# Re: Ipconfig = Windows ip configuration....



## DeathoOne (Mar 22, 2008)

*Re: Ipconfig = Windows ip configuration....*

Hello, I know this topic is a bit on the old side, but a simple google lead me to it. Since the topic maker did not get it resolved I figured I would ask the same thing. 

I have an HP Pavilion dv9740us Notebook. It originally came with Vista home edition. I went and formated the drive with Vista on it and put Windows XP Professional Version 2002 Service Pack 2 on it. The format and install looked good the three times I have done it. I get no internet connectivity and yes I have went and gotten all the Drivers on the HP website.

First the cmd prompt.


> Microsoft Windows XP [Version 5.1.2600]
> (C) Copyright 1985-2001 Microsoft Corp.
> 
> C:\Documents and Settings\Administrator>ipconfig /all
> ...


Device Manager Network Adaptors (this is pretty much a copy and paste since it is right next to me) has:
1394 Net Adapter
Direct Parallel
WAN Miniport (IP)
WAN Miniport (IP) - Packet Scheduler Miniport
WAN Miniport (L2TP)
WAN Miniport (PPPOE)
WAN Miniport (PPTP)

Still guessing it is I am missing a driver.

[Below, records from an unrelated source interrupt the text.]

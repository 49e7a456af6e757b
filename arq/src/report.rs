//! Transfer statistics

use std::time::Duration;

/// Counters collected by one side of a finished transfer
#[derive(Debug, Clone, Default, PartialEq, Eq)]
pub struct TransferReport {
    /// Payload bytes sent or delivered
    pub bytes: u64,
    /// Distinct data frames sent or delivered
    pub frames: u64,
    /// Frames sent again by the retransmission timer (sender only)
    pub retransmissions: u64,
    /// Ignored acks on the sender, re-acked frames on the receiver
    pub duplicates: u64,
    /// Datagrams that failed validation
    pub discarded: u64,
    /// Valid frames thrown away by the loss policy (receiver only)
    pub dropped: u64,
    /// Time from the first frame to completion
    pub duration: Duration,
}

impl TransferReport {
    /// Payload throughput in bytes per second
    pub fn throughput(&self) -> f64 {
        let secs = self.duration.as_secs_f64();
        if secs > 0.0 {
            self.bytes as f64 / secs
        } else {
            0.0
        }
    }
}
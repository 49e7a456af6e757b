//! ARQ Frame Structure and Serialization
//!
//! Every datagram exchanged by the ARQ engine is a frame with a 2-byte header
//! followed by an optional payload:
//!
//! ```text
//!  0       1       2 ...
//! +-+-----+-------+------------------+
//! |E| seq | csum  | payload (0..124) |
//! +-+-----+-------+------------------+
//! ```
//!
//! Byte 0 holds the 7-bit sequence number with the end-of-transmission flag in
//! bit 7. Byte 1 is an 8-bit one's-complement checksum over the whole frame
//! (computed with the checksum byte zeroed). Acknowledgments use the same
//! layout with an empty payload.

use crate::sequence::SeqNumber;
use bytes::{BufMut, Bytes, BytesMut};
use thiserror::Error;

/// Size of the frame header in bytes (sequence byte + checksum byte)
pub const HEADER_SIZE: usize = 2;

/// Maximum payload carried by one frame
pub const MAX_PAYLOAD_SIZE: usize = 124;

/// Largest valid frame on the wire
pub const MAX_FRAME_SIZE: usize = HEADER_SIZE + MAX_PAYLOAD_SIZE;

/// End-of-transmission flag (bit 7 of the sequence byte)
pub const EOT_FLAG: u8 = 0x80;

/// Mask for the sequence number (bits 0-6)
pub const SEQ_MASK: u8 = 0x7F;

/// Offset of the checksum byte within the header
const CHECKSUM_OFFSET: usize = 1;

/// One's complement of the 8-bit wrapping sum of `bytes`
///
/// This is a cheap integrity check, not a cryptographic one: it catches any
/// single corrupted byte but can miss compensating multi-byte errors and
/// reordering.
#[inline]
pub fn checksum(bytes: &[u8]) -> u8 {
    !bytes.iter().fold(0u8, |acc, &b| acc.wrapping_add(b))
}

/// Checksum of a serialized frame, treating its checksum byte as zero
fn frame_checksum(frame: &[u8]) -> u8 {
    let sum = frame
        .iter()
        .enumerate()
        .filter(|(i, _)| *i != CHECKSUM_OFFSET)
        .fold(0u8, |acc, (_, &b)| acc.wrapping_add(b));
    !sum
}

/// Decoded frame
#[derive(Debug, Clone, PartialEq, Eq)]
pub struct Frame {
    /// Sequence number (data) or acknowledged sequence number (ack)
    pub seq: SeqNumber,
    /// Set on the final data frame of a transfer
    pub end_of_transmission: bool,
    /// Payload bytes
    pub payload: Bytes,
}

impl Frame {
    /// Create a data frame
    pub fn data(seq: SeqNumber, payload: Bytes, end_of_transmission: bool) -> Self {
        Frame {
            seq,
            end_of_transmission,
            payload,
        }
    }

    /// Create an acknowledgment frame
    pub fn ack(seq: SeqNumber) -> Self {
        Frame {
            seq,
            end_of_transmission: false,
            payload: Bytes::new(),
        }
    }

    /// Total size of the frame on the wire
    pub fn size(&self) -> usize {
        HEADER_SIZE + self.payload.len()
    }

    /// Serialize the frame, filling in the checksum
    pub fn to_bytes(&self) -> Result<Bytes, FrameError> {
        encode(self.seq, &self.payload, self.end_of_transmission)
    }

    /// Parse and verify a frame
    pub fn from_bytes(bytes: &[u8]) -> Result<Self, FrameError> {
        decode(bytes)
    }
}

/// Build a frame on the wire
///
/// Packs the sequence number and end flag into byte 0, zeroes byte 1, computes
/// the checksum over the full buffer and stores it in byte 1.
pub fn encode(seq: SeqNumber, payload: &[u8], is_last: bool) -> Result<Bytes, FrameError> {
    if payload.len() > MAX_PAYLOAD_SIZE {
        return Err(FrameError::PayloadTooLarge {
            size: payload.len(),
            max: MAX_PAYLOAD_SIZE,
        });
    }

    let mut header = seq.as_raw() & SEQ_MASK;
    if is_last {
        header |= EOT_FLAG;
    }

    let mut buf = BytesMut::with_capacity(HEADER_SIZE + payload.len());
    buf.put_u8(header);
    buf.put_u8(0);
    buf.put_slice(payload);

    buf[CHECKSUM_OFFSET] = checksum(&buf);
    Ok(buf.freeze())
}

/// Build an acknowledgment frame for `seq`
pub fn encode_ack(seq: SeqNumber) -> Bytes {
    let header = seq.as_raw() & SEQ_MASK;
    let mut buf = BytesMut::with_capacity(HEADER_SIZE);
    buf.put_u8(header);
    buf.put_u8(checksum(&[header, 0]));
    buf.freeze()
}

/// Parse a frame, rejecting truncated, oversized or corrupted datagrams
pub fn decode(bytes: &[u8]) -> Result<Frame, FrameError> {
    if bytes.len() < HEADER_SIZE {
        return Err(FrameError::Truncated {
            expected: HEADER_SIZE,
            actual: bytes.len(),
        });
    }

    if bytes.len() > MAX_FRAME_SIZE {
        return Err(FrameError::Oversized {
            size: bytes.len(),
            max: MAX_FRAME_SIZE,
        });
    }

    let stored = bytes[CHECKSUM_OFFSET];
    let computed = frame_checksum(bytes);
    if stored != computed {
        return Err(FrameError::ChecksumMismatch { stored, computed });
    }

    let header = bytes[0];
    Ok(Frame {
        seq: SeqNumber::new_unchecked(header & SEQ_MASK),
        end_of_transmission: header & EOT_FLAG != 0,
        payload: Bytes::copy_from_slice(&bytes[HEADER_SIZE..]),
    })
}

/// Frame building and validation errors
#[derive(Error, Debug, Clone, PartialEq, Eq)]
pub enum FrameError {
    #[error("Truncated frame: expected at least {expected} bytes, got {actual}")]
    Truncated { expected: usize, actual: usize },

    #[error("Oversized frame: {size} bytes (max {max})")]
    Oversized { size: usize, max: usize },

    #[error("Checksum mismatch: stored {stored:#04x}, computed {computed:#04x}")]
    ChecksumMismatch { stored: u8, computed: u8 },

    #[error("Payload too large: {size} bytes (max {max})")]
    PayloadTooLarge { size: usize, max: usize },
}

impl FrameError {
    /// Whether this error describes a damaged datagram (as opposed to a
    /// caller asking to build an invalid frame)
    pub fn is_corrupt(&self) -> bool {
        !matches!(self, FrameError::PayloadTooLarge { .. })
    }
}

#[cfg(test)]
mod tests {
    use super::*;

    #[test]
    fn test_checksum_is_complemented_sum() {
        assert_eq!(checksum(&[]), 0xFF);
        assert_eq!(checksum(&[1, 2, 3]), !6u8);
        assert_eq!(checksum(&[0xFF, 0x02]), !0x01u8);
    }

    #[test]
    fn test_encode_layout() {
        let bytes = encode(SeqNumber::new(5), b"abc", false).unwrap();
        assert_eq!(bytes.len(), 5);
        assert_eq!(bytes[0], 5);
        assert_eq!(&bytes[2..], b"abc");

        let mut zeroed = bytes.to_vec();
        zeroed[1] = 0;
        assert_eq!(bytes[1], checksum(&zeroed));
    }

    #[test]
    fn test_encode_sets_eot_bit() {
        let bytes = encode(SeqNumber::new(127), b"", true).unwrap();
        assert_eq!(bytes[0], 0xFF);

        let frame = decode(&bytes).unwrap();
        assert_eq!(frame.seq, SeqNumber::new(127));
        assert!(frame.end_of_transmission);
        assert!(frame.payload.is_empty());
    }

    #[test]
    fn test_data_frame_roundtrip() {
        let payload = Bytes::from(vec![0xAB; MAX_PAYLOAD_SIZE]);
        let frame = Frame::data(SeqNumber::new(64), payload.clone(), false);
        let decoded = Frame::from_bytes(&frame.to_bytes().unwrap()).unwrap();

        assert_eq!(decoded, frame);
        assert_eq!(decoded.size(), MAX_FRAME_SIZE);
    }

    #[test]
    fn test_ack_frame() {
        let bytes = encode_ack(SeqNumber::new(42));
        assert_eq!(bytes.len(), HEADER_SIZE);

        let frame = decode(&bytes).unwrap();
        assert_eq!(frame, Frame::ack(SeqNumber::new(42)));
        assert_eq!(bytes, Frame::ack(SeqNumber::new(42)).to_bytes().unwrap());
    }

    #[test]
    fn test_payload_too_large() {
        let err = encode(SeqNumber::new(0), &[0u8; MAX_PAYLOAD_SIZE + 1], false).unwrap_err();
        assert!(matches!(err, FrameError::PayloadTooLarge { .. }));
        assert!(!err.is_corrupt());
    }

    #[test]
    fn test_truncated() {
        assert!(matches!(
            decode(&[]),
            Err(FrameError::Truncated { actual: 0, .. })
        ));
        assert!(matches!(
            decode(&[0x01]),
            Err(FrameError::Truncated { actual: 1, .. })
        ));
    }

    #[test]
    fn test_oversized() {
        let err = decode(&[0u8; MAX_FRAME_SIZE + 1]).unwrap_err();
        assert!(matches!(err, FrameError::Oversized { .. }));
        assert!(err.is_corrupt());
    }

    #[test]
    fn test_corrupted_payload_detected() {
        let mut bytes = encode(SeqNumber::new(3), b"hello", false).unwrap().to_vec();
        bytes[4] ^= 0x10;
        assert!(matches!(
            decode(&bytes),
            Err(FrameError::ChecksumMismatch { .. })
        ));
    }

    #[test]
    fn test_corrupted_header_detected() {
        let mut bytes = encode(SeqNumber::new(3), b"hello", false).unwrap().to_vec();
        bytes[0] ^= EOT_FLAG;
        assert!(decode(&bytes).is_err());
    }

    #[test]
    fn test_corrupted_checksum_detected() {
        let mut bytes = encode_ack(SeqNumber::new(9)).to_vec();
        bytes[1] = bytes[1].wrapping_add(1);
        assert!(decode(&bytes).is_err());
    }
}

Maybe due to the fact that the do not have Intel(R) PRO/100 VE Network Connection because the computer came with Vista, but since I do not want to use Vista and would have to wait about a month to get it anyways, would love to figure how to make it work.

Thanks in advance.


----------



## johnwill (Sep 26, 2002)

*Re: Ipconfig = Windows ip configuration....*

Well, you're missing any network adapters, so either drivers or hardware is the issue.



Hold the *Windows* key and press *R*, then type *devmgmt.msc*

Please respond to *all* the following steps.


Under *Network adapters*, please tell me all the devices listed. 
Are there any devices under *Network adapters* that have a red x displayed?
Also, are there any devices anywhere in the *Device Manager* display with yellow *?* or *!* displayed?


----------



## DeathoOne (Mar 22, 2008)

*Re: Ipconfig = Windows ip configuration....*

I got wireless working from finding a driver for it, but still can not get the wired to work and that is really what I am wanting to get to work.

*1. Under Network adapters, please tell me all the devices listed.* (included hidden)
1394 Net Adapter
Direct Parallel
Intel(R) Wireless WiFi Link 4965AGN
Intel(R) Wireless WiFi Link 4965AGN - Packet Scheduler Miniport
WAN Miniport (IP)
WAN Miniport (IP) - Packet Scheduler Miniport
WAN Miniport (L2TP)
WAN Miniport (PPPOE)
WAN Miniport (PPTP)

*2. Are there any devices under Network adapters that have a red x displayed?*
Besides spaces, dots, and a Network Adapter Picture what is above is how it looks.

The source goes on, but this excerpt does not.